Deformation processes of polymer composites with stress concentrators under different reinforcement schemes

Abstract

This paper is dedicated to an experimental investigation of an effect of a stress concentrator orientation on a mechanical behavior of polymer composites with various reinforcement schemes. Composite specimens have been made of layered carbon fiber reinforced polymer (CFRP) with lay-up patterns of [±45]16 and [0/90]16. The stress concentrators have been cut in a form of a rectangle (with rounded corners) orientated at angles of 0°, 45°, and 90° to a loading axis. The novel data about the composite’s mechanical behavior has been obtained by the digital image correlation (DIC) method, the acoustic emission (AE) method and the optical microscopy. Quasistatic tests have been carried out taking into account recommendations of the ASTM D5766, ASTM D3039, ASTM D3518. The effect of the stress concentrator orientation on the composite’s strength has been evaluated. It has been found that the stress concentrator does not affect the strength of the composite with the [±45]16 lay-up pattern. This peculiarity has been explained by the absence of the layers preventing the fibers system turning in the direction of the load application. The DIC method has allowed to study the evolution of inhomogeneous strain fields on the specimens’ surfaces.
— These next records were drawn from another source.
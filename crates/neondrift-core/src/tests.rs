#[cfg(test)]
mod tests {
    use crate::commands::PlayerCommand;
    use crate::config::SimTuning;
    use crate::constants::*;
    use crate::enums::*;
    use crate::events::SimEvent;
    use crate::state::RunSnapshot;
    use crate::types::{Orientation, Position, SimTime, Velocity};

    #[test]
    fn test_game_phase_serde() {
        let variants = vec![
            GamePhase::Menu,
            GamePhase::Active,
            GamePhase::Paused,
            GamePhase::GameOver,
        ];
        for v in variants {
            let json = serde_json::to_string(&v).unwrap();
            let back: GamePhase = serde_json::from_str(&json).unwrap();
            assert_eq!(v, back);
        }
    }

    #[test]
    fn test_halt_signal() {
        assert!(GamePhase::Menu.is_halted());
        assert!(GamePhase::Paused.is_halted());
        assert!(GamePhase::GameOver.is_halted());
        assert!(!GamePhase::Active.is_halted());
    }

    #[test]
    fn test_command_serde_tagged() {
        let cmd = PlayerCommand::SetSteering { value: -0.5 };
        let json = serde_json::to_string(&cmd).unwrap();
        assert!(json.contains("\"type\":\"SetSteering\""));
        let back: PlayerCommand = serde_json::from_str(&json).unwrap();
        assert!(matches!(back, PlayerCommand::SetSteering { value } if value == -0.5));
    }

    #[test]
    fn test_event_serde() {
        let events = vec![
            SimEvent::SegmentSpawned {
                id: 3,
                origin_z: 110.0,
                template: 1,
            },
            SimEvent::SegmentRetired { id: 1, origin_z: 0.0 },
            SimEvent::CraftBounced { impact_speed: 12.0 },
            SimEvent::ObstacleHit,
            SimEvent::GemCollected { value: 10 },
            SimEvent::CraftFell,
        ];
        for e in events {
            let json = serde_json::to_string(&e).unwrap();
            let back: SimEvent = serde_json::from_str(&json).unwrap();
            assert_eq!(e, back);
        }
    }

    #[test]
    fn test_sim_time_advance() {
        let mut t = SimTime::default();
        for _ in 0..TICK_RATE {
            t.advance();
        }
        assert_eq!(t.tick, TICK_RATE as u64);
        assert!((t.elapsed_secs - 1.0).abs() < 1e-9);
    }

    #[test]
    fn test_position_helpers() {
        let p = Position::new(1.0, 5.0, 42.0);
        assert_eq!(p.track_coord(), 42.0);
        assert_eq!(p.height_above(2.0), 3.0);
    }

    #[test]
    fn test_velocity_helpers() {
        let v = Velocity::new(3.0, -4.0, 0.0);
        assert!((v.speed() - 5.0).abs() < 1e-9);
        assert_eq!(v.vertical(), -4.0);
    }

    #[test]
    fn test_orientation_roll_only_quat() {
        let o = Orientation {
            yaw: 0.0,
            pitch: 0.0,
            roll: MAX_BANK_ANGLE,
        };
        let q = o.to_quat();
        // Rolling about z leaves the forward axis untouched.
        let fwd = q * glam::DVec3::Z;
        assert!((fwd - glam::DVec3::Z).length() < 1e-9);
    }

    #[test]
    fn test_tuning_defaults_match_constants() {
        let t = SimTuning::default();
        assert_eq!(t.forward_speed, FORWARD_SPEED);
        assert_eq!(t.max_active_segments, MAX_ACTIVE_SEGMENTS);
        assert_eq!(t.bounce_cooldown_secs, BOUNCE_COOLDOWN_SECS);
    }

    #[test]
    fn test_tuning_partial_parse() {
        let t: SimTuning = serde_json::from_str(r#"{"forward_speed": 300.0}"#).unwrap();
        assert_eq!(t.forward_speed, 300.0);
        assert_eq!(t.strafe_speed, STRAFE_SPEED);
    }

    #[test]
    fn test_snapshot_default_serde() {
        let snap = RunSnapshot::default();
        let json = serde_json::to_string(&snap).unwrap();
        let back: RunSnapshot = serde_json::from_str(&json).unwrap();
        assert_eq!(back.phase, GamePhase::Menu);
        assert_eq!(back.active_segments, 0);
    }
}
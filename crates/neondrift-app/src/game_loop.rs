//! Game loop thread — runs the simulation engine at 30Hz.
//!
//! The engine is created inside this thread because it's cleaner for
//! ownership. Commands arrive via `mpsc` channel. Snapshots are stored in
//! shared state for synchronous polling by the main thread.

use std::sync::mpsc;
use std::sync::Mutex;
use std::thread::JoinHandle;
use std::time::{Duration, Instant};

use neondrift_core::constants::TICK_RATE;
use neondrift_sim::engine::{SimConfig, SimulationEngine};

use crate::state::{GameLoopCommand, SharedSnapshot};

/// Nominal duration of one tick at 1x speed.
pub const TICK_DURATION: Duration = Duration::from_nanos(1_000_000_000 / TICK_RATE as u64);

/// Spawns the game loop in a new thread.
///
/// Returns the command sender and the thread handle for a clean join.
pub fn spawn_game_loop(
    config: SimConfig,
    latest_snapshot: SharedSnapshot,
) -> (mpsc::Sender<GameLoopCommand>, JoinHandle<()>) {
    let (cmd_tx, cmd_rx) = mpsc::channel::<GameLoopCommand>();

    let handle = std::thread::Builder::new()
        .name("neondrift-game-loop".into())
        .spawn(move || {
            run_game_loop(config, cmd_rx, &latest_snapshot);
        })
        .expect("Failed to spawn game loop thread");

    (cmd_tx, handle)
}

/// The game loop. Runs until Shutdown command or channel disconnect.
fn run_game_loop(
    config: SimConfig,
    cmd_rx: mpsc::Receiver<GameLoopCommand>,
    latest_snapshot: &Mutex<Option<neondrift_core::state::RunSnapshot>>,
) {
    let mut engine = SimulationEngine::new(config);
    let mut next_tick_time = Instant::now();

    loop {
        // 1. Drain all pending commands
        loop {
            match cmd_rx.try_recv() {
                Ok(GameLoopCommand::Player(cmd)) => {
                    engine.queue_command(cmd);
                }
                Ok(GameLoopCommand::Shutdown) => return,
                Err(mpsc::TryRecvError::Empty) => break,
                Err(mpsc::TryRecvError::Disconnected) => return,
            }
        }

        // 2. Advance one tick (engine handles pause semantics internally)
        let snapshot = engine.tick();

        // 3. Store latest snapshot for synchronous polling
        if let Ok(mut lock) = latest_snapshot.lock() {
            *lock = Some(snapshot);
        }

        // 4. Sleep until next tick, adjusting for time_scale
        let time_scale = engine.time_scale();
        let effective_tick_duration = if time_scale > 0.001 {
            TICK_DURATION.div_f64(time_scale)
        } else {
            TICK_DURATION
        };

        next_tick_time += effective_tick_duration;
        let now = Instant::now();
        if next_tick_time > now {
            std::thread::sleep(next_tick_time - now);
        } else if now - next_tick_time > effective_tick_duration * 2 {
            // Too far behind — reset to avoid catch-up spiral
            next_tick_time = now;
        }
    }
}

#[cfg(test)]
mod tests {
    use super::*;
    use neondrift_core::commands::PlayerCommand;
    use neondrift_core::enums::GamePhase;

    #[test]
    fn test_command_channel_round_trip() {
        let (tx, rx) = mpsc::channel::<GameLoopCommand>();

        tx.send(GameLoopCommand::Player(PlayerCommand::StartRun))
            .unwrap();
        tx.send(GameLoopCommand::Player(PlayerCommand::Pause))
            .unwrap();
        tx.send(GameLoopCommand::Shutdown).unwrap();

        let mut commands = Vec::new();
        while let Ok(cmd) = rx.try_recv() {
            commands.push(cmd);
        }

        assert_eq!(commands.len(), 3);
        assert!(matches!(
            commands[0],
            GameLoopCommand::Player(PlayerCommand::StartRun)
        ));
        assert!(matches!(
            commands[1],
            GameLoopCommand::Player(PlayerCommand::Pause)
        ));
        assert!(matches!(commands[2], GameLoopCommand::Shutdown));
    }

    #[test]
    fn test_snapshot_serialization_under_3ms() {
        let mut engine = SimulationEngine::new(SimConfig::default());
        engine.queue_command(PlayerCommand::StartRun);

        // Run enough ticks to populate entities
        for _ in 0..50 {
            engine.tick();
        }

        let snapshot = engine.tick();
        let start = Instant::now();
        let json = serde_json::to_string(&snapshot).unwrap();
        let elapsed = start.elapsed();

        assert!(
            elapsed < Duration::from_millis(3),
            "Snapshot serialization took {:?}, should be <3ms",
            elapsed
        );
        assert!(!json.is_empty());
    }

    #[test]
    fn test_pause_resume_via_commands() {
        let mut engine = SimulationEngine::new(SimConfig::default());

        // Start run
        engine.queue_command(PlayerCommand::StartRun);
        let snap = engine.tick();
        assert_eq!(snap.phase, GamePhase::Active);

        // Pause
        engine.queue_command(PlayerCommand::Pause);
        let snap = engine.tick();
        assert_eq!(snap.phase, GamePhase::Paused);
        let paused_tick = snap.time.tick;

        // Tick while paused — time should not advance
        let snap = engine.tick();
        assert_eq!(snap.time.tick, paused_tick);

        // Resume
        engine.queue_command(PlayerCommand::Resume);
        let snap = engine.tick();
        assert_eq!(snap.phase, GamePhase::Active);
        assert!(snap.time.tick > paused_tick);
    }

    #[test]
    fn test_tick_duration_constant() {
        // 30Hz = 33.333ms per tick
        let expected_nanos = 1_000_000_000u64 / 30;
        assert_eq!(TICK_DURATION.as_nanos(), expected_nanos as u128);
    }

    #[test]
    fn test_loop_thread_shuts_down_cleanly() {
        let shared: SharedSnapshot = std::sync::Arc::new(Mutex::new(None));
        let (tx, handle) = spawn_game_loop(SimConfig::default(), shared.clone());

        tx.send(GameLoopCommand::Player(PlayerCommand::StartRun))
            .unwrap();
        std::thread::sleep(TICK_DURATION * 4);
        tx.send(GameLoopCommand::Shutdown).unwrap();
        handle.join().unwrap();

        let snap = shared.lock().unwrap();
        assert!(snap.is_some(), "loop never published a snapshot");
    }
}
//! Prop trigger overlap: gems and obstacles reacting to the craft.
//!
//! One-shot per prop. Collected gems are despawned; a hit obstacle stays
//! (its visual teardown is an external concern) but never fires again.

use hecs::Entity;

use neondrift_core::components::{ColliderExtents, Craft, Prop};
use neondrift_core::enums::PropKind;
use neondrift_core::events::SimEvent;
use neondrift_core::types::Position;

pub fn run(world: &mut hecs::World, events: &mut Vec<SimEvent>, despawn_buffer: &mut Vec<Entity>) {
    despawn_buffer.clear();

    let craft = world
        .query_mut::<(&Craft, &Position, &ColliderExtents)>()
        .into_iter()
        .map(|(_, (_, pos, extents))| (*pos, *extents))
        .next();
    let Some((craft_pos, extents)) = craft else {
        return;
    };

    for (entity, (prop, pos)) in world.query_mut::<(&mut Prop, &Position)>() {
        if prop.triggered {
            continue;
        }
        let delta = (craft_pos.0 - pos.0).abs();
        let reach = extents.half + glam::DVec3::splat(prop.radius);
        if delta.x > reach.x || delta.y > reach.y || delta.z > reach.z {
            continue;
        }

        prop.triggered = true;
        match prop.kind {
            PropKind::Gem => {
                events.push(SimEvent::GemCollected { value: prop.value });
                despawn_buffer.push(entity);
            }
            PropKind::Obstacle => {
                events.push(SimEvent::ObstacleHit);
            }
        }
    }

    for entity in despawn_buffer.drain(..) {
        let _ = world.despawn(entity);
    }
}
//! Segment self-management: evaluate every live segment's triggers against
//! the craft's forward coordinate and act on the directives through the
//! streamer in the same tick, so the capacity invariant is enforced
//! immediately, never eventually.

use hecs::Entity;
use rand_chacha::ChaCha8Rng;

use neondrift_core::components::{Craft, SegmentInfo};
use neondrift_core::config::SimTuning;
use neondrift_core::events::SimEvent;
use neondrift_core::types::Position;
use neondrift_track::triggers::{self, SegmentContext, SegmentDirective};

use crate::streamer::TrackStreamer;

pub fn run(
    world: &mut hecs::World,
    streamer: &mut TrackStreamer,
    rng: &mut ChaCha8Rng,
    tuning: &SimTuning,
    events: &mut Vec<SimEvent>,
) {
    let craft_z = match world
        .query_mut::<(&Craft, &Position)>()
        .into_iter()
        .next()
    {
        Some((_, (_, pos))) => pos.track_coord(),
        None => return,
    };

    // Collect directives first; acting on them mutates the world.
    let mut directives: Vec<(Entity, SegmentDirective)> = Vec::new();
    for (entity, info) in world.query_mut::<&SegmentInfo>() {
        let directive = triggers::evaluate(&SegmentContext {
            origin_z: info.origin_z,
            length: info.length,
            spacing: tuning.segment_spacing,
            delete_margin: tuning.delete_margin,
            craft_z,
            successor_requested: info.successor_requested,
        });
        if directive != SegmentDirective::default() {
            directives.push((entity, directive));
        }
    }

    for (entity, directive) in directives {
        if let Some(origin_z) = directive.request_successor_at {
            // Latch the one-shot flag before the spawn attempt: a refusal at
            // capacity is a final no, not a retry.
            if let Ok(mut info) = world.get::<&mut SegmentInfo>(entity) {
                info.successor_requested = true;
            }
            streamer.spawn_next(world, rng, origin_z, events);
        }
        if directive.retire {
            streamer.retire(world, entity, events);
        }
    }
}
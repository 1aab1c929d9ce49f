//! Track vocabulary: segment templates and self-management triggers.
//!
//! Pure functions and plain data — no ECS dependency. The sim crate drives
//! these against live segment entities each tick.

pub mod catalog;
pub mod triggers;

#[cfg(test)]
mod tests;
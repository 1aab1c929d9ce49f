//! Tests for template length derivation and segment triggers.

#[cfg(test)]
mod tests {
    use glam::DVec3;

    use neondrift_core::constants::{DEFAULT_SEGMENT_LENGTH, SEGMENT_SPACING};

    use crate::catalog::{default_catalog, plain_template, SegmentTemplate, VisualExtent};
    use crate::triggers::{evaluate, far_end, SegmentContext};

    fn context(craft_z: f64, requested: bool) -> SegmentContext {
        SegmentContext {
            origin_z: 0.0,
            length: 100.0,
            spacing: 10.0,
            delete_margin: 50.0,
            craft_z,
            successor_requested: requested,
        }
    }

    // ---- Spawn trigger ----

    #[test]
    fn test_spawn_trigger_fires_at_half_length() {
        // Segment [0, 100]: remaining distance to the far end drops below 50
        // once the craft passes z = 50.
        assert!(evaluate(&context(49.9, false)).request_successor_at.is_none());
        assert!(evaluate(&context(50.0, false)).request_successor_at.is_none());

        let directive = evaluate(&context(50.1, false));
        assert_eq!(directive.request_successor_at, Some(110.0));
        assert!(!directive.retire);
    }

    #[test]
    fn test_spawn_trigger_one_shot() {
        // Once the flag is set the trigger never fires again, deep into the
        // segment or past it.
        for z in [51.0, 75.0, 100.0, 180.0] {
            assert!(evaluate(&context(z, true)).request_successor_at.is_none());
        }
    }

    #[test]
    fn test_successor_position_includes_spacing() {
        let ctx = SegmentContext {
            origin_z: 110.0,
            length: 120.0,
            spacing: SEGMENT_SPACING,
            delete_margin: 50.0,
            craft_z: 200.0,
            successor_requested: false,
        };
        assert_eq!(evaluate(&ctx).request_successor_at, Some(110.0 + 120.0 + 10.0));
    }

    // ---- Retire trigger ----

    #[test]
    fn test_retire_fires_past_far_end_plus_margin() {
        // Far end 100, full length 100, margin 50: retires past z = 250.
        assert!(!evaluate(&context(249.9, true)).retire);
        assert!(evaluate(&context(250.1, true)).retire);
    }

    #[test]
    fn test_retire_independent_of_successor_flag() {
        assert!(evaluate(&context(260.0, false)).retire);
    }

    #[test]
    fn test_far_end() {
        assert_eq!(far_end(110.0, 120.0), 230.0);
    }

    // ---- Length derivation ----

    #[test]
    fn test_explicit_length_wins() {
        let mut template = plain_template("t", 80.0);
        template.visuals.push(VisualExtent {
            offset: DVec3::new(0.0, 0.0, 100.0),
            size: DVec3::new(20.0, 2.0, 200.0),
        });
        assert_eq!(template.resolved_length(), 80.0);
    }

    #[test]
    fn test_derived_length_spans_large_visuals() {
        let template = SegmentTemplate {
            name: "derived".to_string(),
            length: None,
            half_width: 10.0,
            visuals: vec![
                VisualExtent {
                    offset: DVec3::new(0.0, -1.0, 25.0),
                    size: DVec3::new(20.0, 2.0, 50.0),
                },
                VisualExtent {
                    offset: DVec3::new(0.0, -1.0, 75.0),
                    size: DVec3::new(20.0, 2.0, 50.0),
                },
            ],
            props: Vec::new(),
        };
        assert_eq!(template.resolved_length(), 100.0);
    }

    #[test]
    fn test_derived_length_skips_small_props() {
        let template = SegmentTemplate {
            name: "with-lamp".to_string(),
            length: None,
            half_width: 10.0,
            visuals: vec![
                VisualExtent {
                    offset: DVec3::new(0.0, -1.0, 50.0),
                    size: DVec3::new(20.0, 2.0, 100.0),
                },
                // A lamp post far past the deck; small, so it must not stretch
                // the derived length.
                VisualExtent {
                    offset: DVec3::new(8.0, 3.0, 150.0),
                    size: DVec3::new(0.5, 6.0, 0.5),
                },
            ],
            props: Vec::new(),
        };
        assert_eq!(template.resolved_length(), 100.0);
    }

    #[test]
    fn test_no_visuals_falls_back_to_default() {
        let template = SegmentTemplate {
            name: "bare".to_string(),
            length: None,
            half_width: 10.0,
            visuals: Vec::new(),
            props: Vec::new(),
        };
        assert_eq!(template.resolved_length(), DEFAULT_SEGMENT_LENGTH);
    }

    // ---- Stock catalog ----

    #[test]
    fn test_default_catalog_non_empty() {
        let catalog = default_catalog();
        assert!(!catalog.is_empty());
        for i in 0..catalog.len() {
            let template = catalog.get(i).unwrap();
            assert!(
                template.resolved_length() > 0.0,
                "template {} has no usable length",
                template.name
            );
        }
    }

    #[test]
    fn test_causeway_length_derived_from_deck() {
        let catalog = default_catalog();
        let causeway = (0..catalog.len())
            .map(|i| catalog.get(i).unwrap())
            .find(|t| t.name == "causeway")
            .unwrap();
        // Two 60 m slabs laid end to end.
        assert_eq!(causeway.resolved_length(), 120.0);
    }
}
Computational simulations have been carried out within the elasticity stage. The results have shown that the strain fields obtained by both the DIC method and the numerical simulation were similar for the composites with the [0/90]16 reinforcement pattern. However, significant differences have been found for the [±45]16 reinforcement pattern, which have been explained by the development of inelastic zones near the stress concentrator even if the elastic stage is realized at the macrolevel. The using of the AE method and the optical microscopy has allowed to reveal typical mechanisms of the structural damage and to study their occurrence during the tests. It has been concluded that the orientation of the stress concentrator significantly influences the deformation processes of the CFRP with various reinforcement patterns.